ARTICLE | doi:10.20944/preprints202112.0138.v2
Subject: Biology And Life Sciences, Agricultural Science And Agronomy Keywords: Yield mapping; vegetation index; Stepwise; SR; Random Forest; KNN
Online: 9 December 2021 (15:39:34 CET)
The use of machine learning techniques to predict yield based on remote sensing is a no-return path and studies conducted on farm aim to help rural producers in decision-making. Thus, commercial fields equipped with technologies in Mato Grosso, Brazil, were monitored by satellite images to predict cotton yield using supervised learning techniques. The objective of this research was to identify how early in the growing season, which vegetation indices and which machine learning algorithms are best to predict cotton yield at the farm level. For that, we went through the following steps: 1) We observed the yield in 398 ha (3 fields) and eight vegetation indices (VI) were calculated on five dates during the growing season. 2) Scenarios were created to facilitate the analysis and interpretation of results: Scenario 1: All Data (8 indices on 5 dates = 40 inputs) and Scenario 2: best variable selected by Stepwise regression (1 input). 3) In the search for the best algorithm, hyperparameter adjustments, calibrations and tests using machine learning were performed to predict yield and performances were evaluated.

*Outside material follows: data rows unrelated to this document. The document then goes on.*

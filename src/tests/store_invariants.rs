use crate::constants::{DEFAULT_EDGE_KIND, NODE_KIND_EDITABLE, NODE_KIND_MONITOR};
use crate::messages::{Command, ExportKind, Message};
use crate::models::{
    NodeChange, NodeData, NodeDataPatch, NodeRunState, Position, RunStatus, WorkflowEdge,
    WorkflowNode,
};
use crate::state::WorkflowStore;
use crate::update::update;

fn node(id: &str) -> WorkflowNode {
    WorkflowNode::new(
        id,
        NodeData {
            service: "whatsapp".to_string(),
            label: Some(format!("node {id}")),
            ..Default::default()
        },
    )
}

fn run(state: &mut WorkflowStore, msg: Message) -> Vec<Command> {
    let mut commands = Vec::new();
    update(state, &msg, &mut commands);
    commands
}

#[test]
fn operations_on_an_empty_graph_never_panic() {
    let mut store = WorkflowStore::new();

    store.apply_node_changes(&[NodeChange::Remove {
        id: "ghost".to_string(),
    }]);
    store.apply_edge_changes(&[crate::models::EdgeChange::Remove {
        id: "ghost".to_string(),
    }]);
    store.update_node_data("ghost", &NodeDataPatch::default());
    store.select_node(Some("ghost".to_string()));
    store.set_monitor_mode(true);
    store.set_monitor_mode(false);
    store.clear_run_state();

    assert!(store.nodes.is_empty());
    assert!(store.node_states.is_empty());
}

#[test]
fn set_graph_replaces_wholesale_and_clears_selection() {
    let mut store = WorkflowStore::new();
    store.set_graph(vec![node("old")], vec![]);
    store.select_node(Some("old".to_string()));

    store.set_graph(vec![node("a"), node("b")], vec![WorkflowEdge::new("a", "b")]);

    assert_eq!(store.nodes.len(), 2);
    assert_eq!(store.edges.len(), 1);
    assert!(store.selected_node_id.is_none());
}

#[test]
fn connect_creates_unique_tagged_edges_with_default_handles() {
    let mut store = WorkflowStore::new();
    store.set_graph(vec![node("a"), node("b")], vec![]);

    let first = store.connect("a", None, "b", None);
    let second = store.connect("a", Some("bottom".to_string()), "b", None);

    assert_ne!(first, second);
    assert_eq!(store.edges.len(), 2);
    for edge in &store.edges {
        assert_eq!(edge.kind, DEFAULT_EDGE_KIND);
        assert!(edge.target_handle.is_some());
    }
    assert_eq!(store.edges[0].source_handle.as_deref(), Some("right"));
    assert_eq!(store.edges[1].source_handle.as_deref(), Some("bottom"));
}

#[test]
fn node_changes_preserve_unaffected_entries() {
    let mut store = WorkflowStore::new();
    store.set_graph(vec![node("a"), node("b")], vec![]);
    store.update_node_data(
        "b",
        &NodeDataPatch {
            label: Some("keep me".to_string()),
            ..Default::default()
        },
    );

    store.apply_node_changes(&[NodeChange::Position {
        id: "a".to_string(),
        position: Position { x: 99.0, y: 42.0 },
    }]);

    assert_eq!(store.nodes[0].position.x, 99.0);
    assert_eq!(store.nodes[1].position, Position::default());
    assert_eq!(store.nodes[1].data.label.as_deref(), Some("keep me"));
}

#[test]
fn background_click_clears_selection_and_flags() {
    let mut store = WorkflowStore::new();
    store.set_graph(vec![node("a")], vec![]);

    run(&mut store, Message::SelectNode(Some("a".to_string())));
    assert_eq!(store.selected_node_id.as_deref(), Some("a"));
    assert!(store.nodes[0].selected);

    let commands = run(&mut store, Message::SelectNode(None));
    assert!(store.selected_node_id.is_none());
    assert!(!store.nodes[0].selected);
    // The panel must be told to close.
    assert!(commands
        .iter()
        .any(|c| matches!(c, Command::RefreshConfigPanel)));
}

#[test]
fn removing_the_selected_node_clears_selection() {
    let mut store = WorkflowStore::new();
    store.set_graph(vec![node("a")], vec![]);
    store.select_node(Some("a".to_string()));

    store.apply_node_changes(&[NodeChange::Remove {
        id: "a".to_string(),
    }]);

    assert!(store.nodes.is_empty());
    assert!(store.selected_node_id.is_none());
}

#[test]
fn update_node_data_is_idempotent_through_the_reducer() {
    let mut store = WorkflowStore::new();
    store.set_graph(vec![node("a")], vec![]);

    let patch = NodeDataPatch {
        label: Some("X".to_string()),
        ..Default::default()
    };
    run(
        &mut store,
        Message::UpdateNodeData {
            node_id: "a".to_string(),
            patch: patch.clone(),
        },
    );
    let snapshot = serde_json::to_value(&store.nodes[0].data).unwrap();
    run(
        &mut store,
        Message::UpdateNodeData {
            node_id: "a".to_string(),
            patch,
        },
    );

    assert_eq!(serde_json::to_value(&store.nodes[0].data).unwrap(), snapshot);
    assert_eq!(store.nodes[0].data.label.as_deref(), Some("X"));
}

#[test]
fn debounced_typing_collapses_to_the_final_value() {
    // The debouncer cancels earlier timers, so only the last full snapshot
    // of the form reaches the store. Applying that one write must land the
    // complete final value with no interleaving of partials.
    let mut store = WorkflowStore::new();
    store.set_graph(vec![node("a")], vec![]);

    let final_patch = NodeDataPatch {
        label: Some("abc".to_string()),
        ..Default::default()
    };
    run(
        &mut store,
        Message::UpdateNodeData {
            node_id: "a".to_string(),
            patch: final_patch,
        },
    );

    assert_eq!(store.nodes[0].data.label.as_deref(), Some("abc"));
    assert_eq!(store.nodes[0].data.service, "whatsapp");
}

#[test]
fn monitor_mode_retags_nodes_and_exit_clears_run_state() {
    let mut store = WorkflowStore::new();
    store.set_graph(vec![node("a")], vec![]);
    store.node_states.insert(
        "a".to_string(),
        NodeRunState {
            status: RunStatus::Completed,
            data: None,
            error: None,
        },
    );
    store.current_run_id = Some("r1".to_string());
    store.expanded_results.insert("a".to_string());

    store.set_monitor_mode(true);
    assert_eq!(store.nodes[0].kind, NODE_KIND_MONITOR);
    // Entering monitor mode closes the inspector surface.
    assert!(store.selected_node_id.is_none());

    store.set_monitor_mode(false);
    assert_eq!(store.nodes[0].kind, NODE_KIND_EDITABLE);
    assert!(store.node_states.is_empty());
    assert!(store.current_run_id.is_none());
    assert!(store.expanded_results.is_empty());
}

#[test]
fn generate_flow_sets_and_clears_the_inflight_flag() {
    let mut store = WorkflowStore::new();

    let commands = run(
        &mut store,
        Message::GenerateWorkflow {
            prompt: "  remind debtors over WhatsApp  ".to_string(),
        },
    );
    assert!(store.pending.generating);
    assert!(commands
        .iter()
        .any(|c| matches!(c, Command::GenerateDraft { prompt } if prompt == "remind debtors over WhatsApp")));

    // A second click while in flight is ignored.
    let commands = run(
        &mut store,
        Message::GenerateWorkflow {
            prompt: "again".to_string(),
        },
    );
    assert!(commands.is_empty());

    // Failure clears the flag (the finally-path).
    run(
        &mut store,
        Message::DraftFailed {
            error: "boom".to_string(),
        },
    );
    assert!(!store.pending.generating);
}

#[test]
fn execute_on_an_empty_canvas_is_refused() {
    let mut store = WorkflowStore::new();
    let commands = run(&mut store, Message::ExecuteWorkflow);
    assert!(!store.pending.executing);
    assert!(!commands
        .iter()
        .any(|c| matches!(c, Command::ExecuteWorkflow { .. })));
}

#[test]
fn per_target_download_flags_do_not_block_each_other() {
    let mut store = WorkflowStore::new();

    run(
        &mut store,
        Message::DownloadExport {
            kind: ExportKind::Inventory,
        },
    );
    // Duplicate request for the same report is dropped...
    let commands = run(
        &mut store,
        Message::DownloadExport {
            kind: ExportKind::Inventory,
        },
    );
    assert!(!commands
        .iter()
        .any(|c| matches!(c, Command::DownloadExport { .. })));

    // ...but a different report starts independently.
    let commands = run(
        &mut store,
        Message::DownloadExport {
            kind: ExportKind::AgingDebtors,
        },
    );
    assert!(commands
        .iter()
        .any(|c| matches!(c, Command::DownloadExport { .. })));
    assert_eq!(store.pending.downloading.len(), 2);

    run(
        &mut store,
        Message::ExportFinished {
            kind: ExportKind::Inventory,
            error: Some("network down".to_string()),
        },
    );
    assert_eq!(store.pending.downloading.len(), 1);
}

#[test]
fn blueprint_loaded_lays_out_left_to_right() {
    let mut store = WorkflowStore::new();
    let nodes = vec![node("1"), node("2"), node("3")];
    let edges = vec![WorkflowEdge::new("1", "2"), WorkflowEdge::new("2", "3")];

    run(&mut store, Message::BlueprintLoaded { nodes, edges });

    assert!(!store.pending.generating);
    let x: Vec<f64> = store.nodes.iter().map(|n| n.position.x).collect();
    assert!(x[0] < x[1] && x[1] < x[2]);
}

#[test]
fn zoom_is_clamped() {
    let mut store = WorkflowStore::new();
    run(
        &mut store,
        Message::ZoomCanvas {
            new_zoom: 900.0,
            viewport_x: 0.0,
            viewport_y: 0.0,
        },
    );
    assert!(store.zoom_level <= crate::constants::MAX_ZOOM);
}
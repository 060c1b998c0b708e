pub mod renderer;
pub mod shapes;
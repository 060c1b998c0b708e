//! Page skeleton and top-level view switching.

use wasm_bindgen::closure::Closure;
use wasm_bindgen::{JsCast, JsValue};
use web_sys::Document;

use crate::messages::Message;
use crate::state::{dispatch, AppContext};
use crate::storage::ActiveView;

/// Builds the static page layout once at startup: header with tab
/// navigation, the builder view (sidebar + canvas + inspector) and the
/// inbox view.
pub fn setup_page(ctx: &AppContext, document: &Document) -> Result<(), JsValue> {
    let body = document
        .body()
        .ok_or_else(|| JsValue::from_str("document has no body"))?;

    body.set_inner_html(
        "<header id=\"app-header\">\
           <h1>BizFlow</h1>\
           <nav id=\"tabs\">\
             <button id=\"tab-workflows\" class=\"tab-button\">Workflows</button>\
             <button id=\"tab-inbox\" class=\"tab-button\">Inbox</button>\
           </nav>\
         </header>\
         <main id=\"app-main\">\
           <div id=\"builder-view\">\
             <aside id=\"sidebar-container\"></aside>\
             <div id=\"canvas-container\">\
               <canvas id=\"workflow-canvas\"></canvas>\
               <div id=\"canvas-empty-state\">\
                 <p class=\"empty-title\">Canvas is empty</p>\
                 <p class=\"empty-hint\">Generate a workflow using AI in the sidebar</p>\
               </div>\
             </div>\
             <aside id=\"config-panel-container\" style=\"display: none;\"></aside>\
           </div>\
           <div id=\"inbox-view\" style=\"display: none;\"></div>\
         </main>",
    );

    ensure_styles(document)?;

    for (id, view) in [
        ("tab-workflows", ActiveView::Workflows),
        ("tab-inbox", ActiveView::Inbox),
    ] {
        let Some(tab) = document.get_element_by_id(id) else {
            continue;
        };
        let ctx = ctx.clone();
        let handler = Closure::wrap(Box::new(move |_: web_sys::MouseEvent| {
            dispatch(&ctx, Message::ToggleView(view));
        }) as Box<dyn FnMut(_)>);
        tab.add_event_listener_with_callback("click", handler.as_ref().unchecked_ref())?;
        handler.forget();
    }

    Ok(())
}

/// Shows the container for the active view and hides the other.
pub fn render_active_view(ctx: &AppContext) {
    let Some(document) = web_sys::window().and_then(|w| w.document()) else {
        return;
    };
    let active = ctx.store.borrow().active_view;

    let set_visible = |id: &str, visible: bool| {
        if let Some(el) = document.get_element_by_id(id) {
            let _ = el.set_attribute("style", if visible { "" } else { "display: none;" });
        }
    };
    set_visible("builder-view", active == ActiveView::Workflows);
    set_visible("inbox-view", active == ActiveView::Inbox);

    let set_tab = |id: &str, on: bool| {
        if let Some(el) = document.get_element_by_id(id) {
            el.set_class_name(if on { "tab-button active" } else { "tab-button" });
        }
    };
    set_tab("tab-workflows", active == ActiveView::Workflows);
    set_tab("tab-inbox", active == ActiveView::Inbox);
}

fn ensure_styles(document: &Document) -> Result<(), JsValue> {
    if document.get_element_by_id("app-styles").is_some() {
        return Ok(());
    }

    let css = "
html,body{margin:0;height:100%;background:#030014;color:#e5e7eb;font-family:system-ui,-apple-system,sans-serif}
#app-header{display:flex;align-items:center;gap:24px;padding:10px 20px;border-bottom:1px solid rgba(255,255,255,.08)}
#app-header h1{font-size:16px;margin:0}
.tab-button{background:none;border:none;color:#9ca3af;padding:8px 12px;cursor:pointer;font-size:13px;border-bottom:2px solid transparent}
.tab-button.active{color:#fff;border-bottom-color:#6366f1}
#app-main{height:calc(100% - 49px)}
#builder-view{display:flex;height:100%}
#sidebar-container{width:300px;border-right:1px solid rgba(255,255,255,.08);padding:16px;overflow-y:auto;background:#050510}
#canvas-container{flex:1;position:relative}
#workflow-canvas{display:block}
#canvas-empty-state{position:absolute;inset:0;display:flex;flex-direction:column;align-items:center;justify-content:center;pointer-events:none;color:#6b7280}
.empty-title{font-size:17px;font-weight:600;margin:0}
.empty-hint{font-size:13px;opacity:.6}
#config-panel-container{width:320px;border-left:1px solid rgba(255,255,255,.08);background:rgba(15,16,22,.95);display:flex;flex-direction:column;overflow-y:auto}
.panel-header{display:flex;justify-content:space-between;align-items:center;padding:14px 16px;border-bottom:1px solid rgba(255,255,255,.08)}
.panel-header h3{margin:0;font-size:13px}
.panel-close{background:none;border:none;color:#9ca3af;font-size:16px;cursor:pointer}
.panel-body{padding:16px;display:flex;flex-direction:column;gap:6px}
.panel-footer{padding:16px;border-top:1px solid rgba(255,255,255,.08)}
label{font-size:10px;letter-spacing:.08em;text-transform:uppercase;color:#9ca3af;margin-top:8px}
input,textarea,select{background:rgba(0,0,0,.4);border:1px solid rgba(255,255,255,.1);border-radius:8px;padding:8px 10px;font-size:13px;color:#fff;width:100%;box-sizing:border-box}
textarea{resize:none;font-family:inherit}
button{cursor:pointer}
.btn-primary{width:100%;padding:10px;border:none;border-radius:10px;background:#fff;color:#000;font-weight:700;margin-top:8px}
.btn-primary:disabled{background:rgba(255,255,255,.1);color:#6b7280;cursor:not-allowed}
.btn-secondary{width:100%;padding:9px;border:1px solid rgba(255,255,255,.15);border-radius:10px;background:rgba(255,255,255,.05);color:#d1d5db;margin-top:8px}
.btn-mode-active{width:100%;padding:9px;border:none;border-radius:10px;background:#2563eb;color:#fff;margin-top:8px}
.btn-run{width:100%;padding:9px;border:none;border-radius:10px;background:#16a34a;color:#fff;font-weight:600;margin-top:8px}
.btn-run:disabled{opacity:.5;cursor:not-allowed}
.btn-mini{border:1px solid rgba(255,255,255,.15);border-radius:6px;background:rgba(255,255,255,.05);color:#d1d5db;font-size:11px;padding:4px 8px}
.btn-danger{color:#f87171}
.sidebar-section{margin-bottom:18px;display:flex;flex-direction:column}
.workflow-list{list-style:none;margin:6px 0 0;padding:0;display:flex;flex-direction:column;gap:6px}
.workflow-list li{display:flex;align-items:center;gap:6px;padding:6px;border:1px solid rgba(255,255,255,.06);border-radius:8px}
.workflow-meta{flex:1;display:flex;flex-direction:column;min-width:0}
.workflow-name{font-size:12px;white-space:nowrap;overflow:hidden;text-overflow:ellipsis}
.workflow-date{font-size:10px;color:#6b7280}
.field-hint{font-size:11px;color:#818cf8;margin:6px 0 0}
.field-error{font-size:11px;color:#f87171;margin:2px 0 0;min-height:13px}
#inbox-view{height:100%;display:flex;flex-direction:column;padding:16px;box-sizing:border-box;gap:12px}
.reports-strip{display:flex;gap:8px;align-items:center}
.inbox-layout{flex:1;display:flex;gap:12px;min-height:0}
.session-list{list-style:none;margin:0;padding:0;width:280px;overflow-y:auto;display:flex;flex-direction:column;gap:6px}
.session-button{width:100%;text-align:left;background:rgba(255,255,255,.03);border:1px solid rgba(255,255,255,.08);border-radius:10px;padding:10px;display:flex;flex-direction:column;gap:2px;color:inherit}
.session-button.active{border-color:#6366f1}
.session-name{font-size:13px;font-weight:600}
.session-platform{font-size:10px;text-transform:uppercase;color:#818cf8}
.session-preview{font-size:11px;color:#6b7280;white-space:nowrap;overflow:hidden;text-overflow:ellipsis}
.message-pane{flex:1;overflow-y:auto;display:flex;flex-direction:column;gap:8px;padding:8px}
.bubble{max-width:70%;padding:8px 12px;border-radius:12px;font-size:13px}
.bubble-in{background:rgba(255,255,255,.07);align-self:flex-start}
.bubble-out{background:#3730a3;align-self:flex-end}
.invoice-card{display:flex;align-items:center;gap:8px;align-self:flex-start;border:1px solid rgba(255,255,255,.12);border-radius:10px;padding:8px 12px;font-size:12px;background:rgba(255,255,255,.04)}
";

    let style = document.create_element("style")?;
    style.set_id("app-styles");
    style.set_text_content(Some(css));
    if let Ok(Some(head)) = document.query_selector("head") {
        head.append_child(&style)?;
    }
    Ok(())
}
//! Low-level drawing primitives for the workflow canvas.

use web_sys::CanvasRenderingContext2d;

use crate::constants::{EDGE_STROKE_COLOR, NODE_HEIGHT, NODE_WIDTH, PORT_RADIUS};
use crate::models::WorkflowNode;

/// Traces a rounded rectangle path without filling or stroking it.
pub fn rounded_rect_path(
    context: &CanvasRenderingContext2d,
    x: f64,
    y: f64,
    width: f64,
    height: f64,
    radius: f64,
) {
    context.begin_path();
    context.move_to(x + radius, y);
    context.line_to(x + width - radius, y);
    context.quadratic_curve_to(x + width, y, x + width, y + radius);
    context.line_to(x + width, y + height - radius);
    context.quadratic_curve_to(x + width, y + height, x + width - radius, y + height);
    context.line_to(x + radius, y + height);
    context.quadratic_curve_to(x, y + height, x, y + height - radius);
    context.line_to(x, y + radius);
    context.quadratic_curve_to(x, y, x + radius, y);
    context.close_path();
}

/// World coordinates of a node's connection anchor for a handle tag.
/// Unknown or absent tags fall back to the left/right pair of a
/// left-to-right flow.
pub fn anchor_point(node: &WorkflowNode, handle: Option<&str>, is_source: bool) -> (f64, f64) {
    let x = node.position.x;
    let y = node.position.y;
    match handle {
        Some("top") => (x + NODE_WIDTH / 2.0, y),
        Some("bottom") => (x + NODE_WIDTH / 2.0, y + NODE_HEIGHT),
        Some("left") => (x, y + NODE_HEIGHT / 2.0),
        Some("right") => (x + NODE_WIDTH, y + NODE_HEIGHT / 2.0),
        _ if is_source => (x + NODE_WIDTH, y + NODE_HEIGHT / 2.0),
        _ => (x, y + NODE_HEIGHT / 2.0),
    }
}

/// Strokes a horizontal-flowing cubic Bezier between two anchors.
pub fn draw_edge_path(
    context: &CanvasRenderingContext2d,
    sx: f64,
    sy: f64,
    tx: f64,
    ty: f64,
    color: &str,
    width: f64,
) {
    let bend = ((tx - sx).abs() / 2.0).max(40.0);
    context.begin_path();
    context.move_to(sx, sy);
    context.bezier_curve_to(sx + bend, sy, tx - bend, ty, tx, ty);
    context.set_stroke_style_str(color);
    context.set_line_width(width);
    context.stroke();
}

pub fn draw_edge_label(context: &CanvasRenderingContext2d, sx: f64, sy: f64, tx: f64, ty: f64, label: &str, color: &str) {
    let mx = (sx + tx) / 2.0;
    let my = (sy + ty) / 2.0;
    context.save();
    context.set_font("11px system-ui, -apple-system, sans-serif");
    context.set_text_align("center");
    context.set_text_baseline("middle");
    context.set_fill_style_str(color);
    let _ = context.fill_text(label, mx, my - 8.0);
    context.restore();
}

pub fn draw_port(context: &CanvasRenderingContext2d, x: f64, y: f64, fill: &str) {
    context.begin_path();
    let _ = context.arc(x, y, PORT_RADIUS, 0.0, 2.0 * std::f64::consts::PI);
    context.set_fill_style_str(fill);
    context.fill();
    context.set_stroke_style_str(EDGE_STROKE_COLOR);
    context.set_line_width(1.5);
    context.stroke();
}

/// Word-wrapped text, clipped to `max_lines` with a trailing ellipsis.
pub fn draw_wrapped_text(
    context: &CanvasRenderingContext2d,
    text: &str,
    x: f64,
    y: f64,
    max_width: f64,
    line_height: f64,
    max_lines: usize,
) {
    let words: Vec<&str> = text.split_whitespace().collect();
    let mut current_line = String::new();
    let mut current_y = y;
    let mut lines_drawn = 0;

    for word in words {
        let test_line = if current_line.is_empty() {
            word.to_string()
        } else {
            format!("{} {}", current_line, word)
        };

        let width = context
            .measure_text(&test_line)
            .map(|m| m.width())
            .unwrap_or(0.0);

        if width > max_width && !current_line.is_empty() {
            if lines_drawn + 1 == max_lines {
                let _ = context.fill_text(&format!("{}…", current_line), x, current_y);
                return;
            }
            let _ = context.fill_text(&current_line, x, current_y);
            current_line = word.to_string();
            current_y += line_height;
            lines_drawn += 1;
        } else {
            current_line = test_line;
        }
    }

    if !current_line.is_empty() {
        let _ = context.fill_text(&current_line, x, current_y);
    }
}
//! Live Monitor Protocol tests against a mock realtime transport.

use std::cell::RefCell;
use std::rc::Rc;

use serde_json::json;

use crate::messages::{Command, Message};
use crate::models::RunStatus;
use crate::monitor::{run_topic, start_run};
use crate::network::realtime::testing::MockRealtimeClient;
use crate::network::realtime::ChannelRouter;
use crate::network::IRealtimeClient;
use crate::state::{AppContext, WorkflowStore};
use crate::update::update;

fn make_ctx() -> (AppContext, MockRealtimeClient) {
    let mock = MockRealtimeClient::new();
    let transport: Rc<RefCell<dyn IRealtimeClient>> = Rc::new(RefCell::new(mock.clone()));
    (AppContext::new(transport), mock)
}

fn update_frame(run_id: &str, step_results: serde_json::Value) -> serde_json::Value {
    json!({
        "topic": run_topic(run_id),
        "event": "UPDATE",
        "payload": {
            "run_id": run_id,
            "status": "running",
            "step_results": step_results,
        }
    })
}

#[test]
fn run_updates_replace_the_status_map_wholesale() {
    let (ctx, _mock) = make_ctx();
    start_run(&ctx, "r1");

    ChannelRouter::route_incoming(
        &ctx.router,
        update_frame(
            "r1",
            json!({
                "n1": { "status": "running" },
                "n2": { "status": "pending" },
            }),
        ),
    );
    {
        let store = ctx.store.borrow();
        assert_eq!(store.node_states["n1"].status, RunStatus::Running);
        assert_eq!(store.node_states.len(), 2);
    }

    // The next snapshot omits n2: wholesale replacement means it is gone,
    // not silently stuck at its previous status.
    ChannelRouter::route_incoming(
        &ctx.router,
        update_frame("r1", json!({ "n1": { "status": "completed" } })),
    );
    let store = ctx.store.borrow();
    assert_eq!(store.node_states["n1"].status, RunStatus::Completed);
    assert!(!store.node_states.contains_key("n2"));
}

#[test]
fn starting_a_new_run_leaves_exactly_one_subscription() {
    let (ctx, mock) = make_ctx();

    start_run(&ctx, "run-a");
    start_run(&ctx, "run-b");

    let router = ctx.router.borrow();
    assert_eq!(router.subscription_count(), 1);
    assert!(router.has_subscription(&run_topic("run-b")));
    assert!(!router.has_subscription(&run_topic("run-a")));

    // Teardown happened before the new channel opened.
    let sent = mock.sent();
    let unsub_a = sent
        .iter()
        .position(|m| m.contains("unsubscribe") && m.contains("run-a"))
        .expect("run-a unsubscribed");
    let sub_b = sent
        .iter()
        .position(|m| m.contains("subscribe") && m.contains("run-b") && !m.contains("unsubscribe"))
        .expect("run-b subscribed");
    assert!(unsub_a < sub_b);
}

#[test]
fn stale_run_events_never_alter_state() {
    let (ctx, _mock) = make_ctx();
    start_run(&ctx, "run-a");
    start_run(&ctx, "run-b");

    // An update for the dead run arrives late on its old topic.
    ChannelRouter::route_incoming(
        &ctx.router,
        update_frame("run-a", json!({ "n1": { "status": "completed" } })),
    );
    assert!(ctx.store.borrow().node_states.is_empty());

    // Even a frame delivered on the live topic but tagged with the old run
    // id is filtered defensively.
    ChannelRouter::route_incoming(
        &ctx.router,
        json!({
            "topic": run_topic("run-b"),
            "event": "UPDATE",
            "payload": {
                "run_id": "run-a",
                "step_results": { "n1": { "status": "completed" } },
            }
        }),
    );
    assert!(ctx.store.borrow().node_states.is_empty());
}

#[test]
fn malformed_updates_are_dropped_and_the_channel_survives() {
    let (ctx, _mock) = make_ctx();
    start_run(&ctx, "r1");

    // Missing step_results: dropped.
    ChannelRouter::route_incoming(
        &ctx.router,
        json!({
            "topic": run_topic("r1"),
            "event": "UPDATE",
            "payload": { "run_id": "r1", "status": "running" }
        }),
    );
    assert!(ctx.store.borrow().node_states.is_empty());

    // A later well-formed event on the same channel still applies.
    ChannelRouter::route_incoming(
        &ctx.router,
        update_frame("r1", json!({ "n1": { "status": "running" } })),
    );
    assert_eq!(
        ctx.store.borrow().node_states["n1"].status,
        RunStatus::Running
    );
}

#[test]
fn teardown_makes_late_delivery_impossible() {
    let (ctx, _mock) = make_ctx();
    let guard = start_run(&ctx, "r1");

    ctx.store.borrow_mut().clear_run_state();
    assert!(guard.is_closed());
    assert_eq!(ctx.router.borrow().subscription_count(), 0);

    ChannelRouter::route_incoming(
        &ctx.router,
        update_frame("r1", json!({ "n1": { "status": "completed" } })),
    );
    let store = ctx.store.borrow();
    assert!(store.node_states.is_empty());
    assert!(store.current_run_id.is_none());
}

#[test]
fn leaving_monitor_mode_tears_down_the_channel() {
    let (ctx, _mock) = make_ctx();
    ctx.store.borrow_mut().set_monitor_mode(true);
    start_run(&ctx, "r1");
    assert!(ctx.store.borrow().has_run_channel());

    ctx.store.borrow_mut().set_monitor_mode(false);

    assert!(!ctx.store.borrow().has_run_channel());
    assert_eq!(ctx.router.borrow().subscription_count(), 0);
}

#[test]
fn node_status_lifecycle_is_observed_in_order() {
    let (ctx, _mock) = make_ctx();
    start_run(&ctx, "r1");

    // Absent entry renders pending (checked via renderer mapping).
    let style = crate::canvas::renderer::status_style(ctx.store.borrow().node_states.get("n1"));
    assert_eq!(style.label, "Pending");

    for (status, expected) in [
        ("running", RunStatus::Running),
        ("completed", RunStatus::Completed),
    ] {
        ChannelRouter::route_incoming(
            &ctx.router,
            update_frame("r1", json!({ "n1": { "status": status } })),
        );
        assert_eq!(ctx.store.borrow().node_states["n1"].status, expected);
    }
}

#[test]
fn run_started_message_requests_the_monitor_subscription() {
    let mut store = WorkflowStore::new();
    store.pending.executing = true;

    let mut commands = Vec::new();
    update(
        &mut store,
        &Message::RunStarted {
            run_id: "r9".to_string(),
        },
        &mut commands,
    );

    assert!(!store.pending.executing);
    assert!(commands
        .iter()
        .any(|c| matches!(c, Command::StartRunMonitor { run_id } if run_id == "r9")));
}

Scenario 1 had the best metrics in all fields of study, and the Multilayer Perceptron (MLP) and Random Forest (RF) algorithms showed the best performances with adjusted R2 of 47% and RMSE of only 0.24 t ha-1, however, in this scenario all predictive inputs that were generated throughout the growing season (approx. 180 days) are needed, so we optimized the prediction and tested only the best VI in each field, and found that among the eight VIs, the Simple Ratio (SR), driven by the K-Nearest Neighbor (KNN) algorithm predicts with 0.26 and 0.28 t ha-1 of RMSE and 5.20% MAPE, anticipating the cotton yield with low error by ±143 days, and with important aspect of requiring less computational demand in the generation of the prediction when compared to MLP and RF, for example, enabling its use as a technique that helps predict cotton yield, resulting in time savings for planning, whether in marketing or in crop management strategies.